Each line in the entries below that holds the word "document" belongs in the answer.

───── Data to examine

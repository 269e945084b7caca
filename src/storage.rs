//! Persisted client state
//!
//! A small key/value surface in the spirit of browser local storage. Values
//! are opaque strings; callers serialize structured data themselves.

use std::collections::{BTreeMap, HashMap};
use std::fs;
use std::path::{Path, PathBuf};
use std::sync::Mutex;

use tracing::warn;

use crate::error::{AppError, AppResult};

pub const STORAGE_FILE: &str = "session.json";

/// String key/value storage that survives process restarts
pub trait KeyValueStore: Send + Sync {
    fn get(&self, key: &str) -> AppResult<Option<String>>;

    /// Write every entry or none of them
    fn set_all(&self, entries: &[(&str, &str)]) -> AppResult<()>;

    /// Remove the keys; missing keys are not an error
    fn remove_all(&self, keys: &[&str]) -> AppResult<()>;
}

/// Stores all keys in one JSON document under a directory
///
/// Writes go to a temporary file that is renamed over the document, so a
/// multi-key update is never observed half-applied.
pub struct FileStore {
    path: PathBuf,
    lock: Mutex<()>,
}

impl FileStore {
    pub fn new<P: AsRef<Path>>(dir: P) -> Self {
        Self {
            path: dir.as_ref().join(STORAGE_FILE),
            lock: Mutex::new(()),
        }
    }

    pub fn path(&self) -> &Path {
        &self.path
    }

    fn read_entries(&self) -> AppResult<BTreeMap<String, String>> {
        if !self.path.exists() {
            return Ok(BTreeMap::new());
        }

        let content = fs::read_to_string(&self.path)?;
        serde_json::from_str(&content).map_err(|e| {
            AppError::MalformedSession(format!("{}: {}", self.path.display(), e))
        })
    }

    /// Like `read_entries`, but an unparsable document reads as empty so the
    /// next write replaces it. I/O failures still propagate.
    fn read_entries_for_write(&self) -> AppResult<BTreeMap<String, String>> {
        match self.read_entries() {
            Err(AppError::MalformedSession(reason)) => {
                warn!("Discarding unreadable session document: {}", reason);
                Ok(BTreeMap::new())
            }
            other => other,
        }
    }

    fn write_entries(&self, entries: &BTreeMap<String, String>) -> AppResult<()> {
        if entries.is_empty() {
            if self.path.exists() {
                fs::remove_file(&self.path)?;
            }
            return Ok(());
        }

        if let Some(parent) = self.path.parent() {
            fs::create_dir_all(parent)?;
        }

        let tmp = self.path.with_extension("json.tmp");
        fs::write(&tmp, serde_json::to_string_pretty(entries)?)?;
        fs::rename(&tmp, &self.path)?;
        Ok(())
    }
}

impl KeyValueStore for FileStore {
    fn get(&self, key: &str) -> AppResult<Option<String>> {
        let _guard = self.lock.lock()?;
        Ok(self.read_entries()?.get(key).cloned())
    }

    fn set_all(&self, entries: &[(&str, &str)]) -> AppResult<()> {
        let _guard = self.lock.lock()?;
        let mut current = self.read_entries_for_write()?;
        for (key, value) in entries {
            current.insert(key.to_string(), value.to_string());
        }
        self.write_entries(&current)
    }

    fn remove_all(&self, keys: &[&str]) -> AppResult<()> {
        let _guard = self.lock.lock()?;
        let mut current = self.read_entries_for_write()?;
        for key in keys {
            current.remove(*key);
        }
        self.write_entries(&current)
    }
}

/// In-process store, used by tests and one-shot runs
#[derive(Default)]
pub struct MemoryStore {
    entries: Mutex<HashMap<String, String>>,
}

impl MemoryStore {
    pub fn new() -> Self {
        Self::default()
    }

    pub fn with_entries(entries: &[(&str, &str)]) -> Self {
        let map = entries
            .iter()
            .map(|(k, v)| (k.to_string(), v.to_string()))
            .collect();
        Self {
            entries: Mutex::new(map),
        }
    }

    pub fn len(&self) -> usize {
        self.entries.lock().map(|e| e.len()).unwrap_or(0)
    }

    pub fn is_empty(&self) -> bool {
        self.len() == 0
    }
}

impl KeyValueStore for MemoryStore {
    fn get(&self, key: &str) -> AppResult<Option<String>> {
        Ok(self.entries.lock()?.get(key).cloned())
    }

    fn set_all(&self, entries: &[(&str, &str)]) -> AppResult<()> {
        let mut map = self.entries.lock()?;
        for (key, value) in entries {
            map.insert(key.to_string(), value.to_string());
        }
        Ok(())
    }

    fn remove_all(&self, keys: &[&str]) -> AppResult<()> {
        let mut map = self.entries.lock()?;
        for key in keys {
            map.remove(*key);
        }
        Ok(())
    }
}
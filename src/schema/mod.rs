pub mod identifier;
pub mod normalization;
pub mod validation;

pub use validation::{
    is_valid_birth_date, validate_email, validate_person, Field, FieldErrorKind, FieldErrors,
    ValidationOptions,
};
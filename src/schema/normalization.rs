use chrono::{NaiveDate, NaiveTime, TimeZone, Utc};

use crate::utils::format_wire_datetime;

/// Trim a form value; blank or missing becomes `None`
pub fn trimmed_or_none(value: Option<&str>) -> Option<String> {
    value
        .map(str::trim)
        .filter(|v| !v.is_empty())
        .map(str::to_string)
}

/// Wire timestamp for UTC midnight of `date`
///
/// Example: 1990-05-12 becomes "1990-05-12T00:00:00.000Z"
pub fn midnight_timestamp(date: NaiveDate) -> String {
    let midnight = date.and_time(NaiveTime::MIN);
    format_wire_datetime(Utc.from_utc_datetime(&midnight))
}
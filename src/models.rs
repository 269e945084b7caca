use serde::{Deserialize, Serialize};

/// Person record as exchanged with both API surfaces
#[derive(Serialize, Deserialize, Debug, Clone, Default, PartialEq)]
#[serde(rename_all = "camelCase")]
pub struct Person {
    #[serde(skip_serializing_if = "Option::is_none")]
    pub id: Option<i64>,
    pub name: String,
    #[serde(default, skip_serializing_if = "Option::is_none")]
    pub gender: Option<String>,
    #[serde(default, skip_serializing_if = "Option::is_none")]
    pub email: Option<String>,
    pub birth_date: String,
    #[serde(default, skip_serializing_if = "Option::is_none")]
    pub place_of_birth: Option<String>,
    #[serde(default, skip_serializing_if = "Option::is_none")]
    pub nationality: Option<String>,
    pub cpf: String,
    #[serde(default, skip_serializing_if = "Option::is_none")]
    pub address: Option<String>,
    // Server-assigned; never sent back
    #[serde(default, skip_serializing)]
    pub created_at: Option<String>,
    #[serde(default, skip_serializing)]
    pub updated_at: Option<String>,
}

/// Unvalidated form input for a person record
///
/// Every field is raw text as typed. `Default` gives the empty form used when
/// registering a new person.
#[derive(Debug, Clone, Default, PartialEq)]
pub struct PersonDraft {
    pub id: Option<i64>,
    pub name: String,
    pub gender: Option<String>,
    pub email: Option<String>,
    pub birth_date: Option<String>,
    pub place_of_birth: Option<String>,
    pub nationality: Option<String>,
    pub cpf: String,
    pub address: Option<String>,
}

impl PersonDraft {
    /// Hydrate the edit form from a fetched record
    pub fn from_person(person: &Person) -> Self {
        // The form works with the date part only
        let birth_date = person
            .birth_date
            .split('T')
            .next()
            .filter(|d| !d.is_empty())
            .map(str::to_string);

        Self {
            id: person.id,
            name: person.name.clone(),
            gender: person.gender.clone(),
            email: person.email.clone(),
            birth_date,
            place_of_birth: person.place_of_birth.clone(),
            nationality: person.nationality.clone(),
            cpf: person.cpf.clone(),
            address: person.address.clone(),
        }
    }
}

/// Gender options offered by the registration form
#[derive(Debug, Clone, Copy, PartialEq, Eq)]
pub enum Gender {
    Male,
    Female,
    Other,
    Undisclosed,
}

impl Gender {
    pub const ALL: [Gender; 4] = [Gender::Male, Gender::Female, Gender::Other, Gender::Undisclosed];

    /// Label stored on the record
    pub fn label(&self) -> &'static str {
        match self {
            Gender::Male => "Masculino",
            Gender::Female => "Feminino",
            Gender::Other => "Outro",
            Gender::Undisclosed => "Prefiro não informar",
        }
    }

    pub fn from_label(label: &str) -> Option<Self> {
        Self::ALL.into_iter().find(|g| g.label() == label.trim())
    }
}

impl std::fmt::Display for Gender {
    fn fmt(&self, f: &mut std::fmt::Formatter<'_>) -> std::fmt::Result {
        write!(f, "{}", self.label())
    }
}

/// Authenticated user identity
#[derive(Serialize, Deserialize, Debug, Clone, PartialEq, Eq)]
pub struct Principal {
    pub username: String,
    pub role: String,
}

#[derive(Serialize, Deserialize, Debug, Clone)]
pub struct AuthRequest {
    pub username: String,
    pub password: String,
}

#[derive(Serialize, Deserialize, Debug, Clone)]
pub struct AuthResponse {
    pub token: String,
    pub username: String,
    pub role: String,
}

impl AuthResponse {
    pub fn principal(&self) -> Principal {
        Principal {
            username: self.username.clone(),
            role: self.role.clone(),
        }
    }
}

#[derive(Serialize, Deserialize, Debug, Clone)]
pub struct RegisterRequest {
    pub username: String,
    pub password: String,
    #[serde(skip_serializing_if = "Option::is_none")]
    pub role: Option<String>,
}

──────────

- Result of the exercise:
/// Stores all keys in one JSON document under a directory
/// Writes go to a temporary file that is renamed over the document, so a
    /// Like `read_entries`, but an unparsable document reads as empty so the
                warn!("Discarding unreadable session document: {}", reason);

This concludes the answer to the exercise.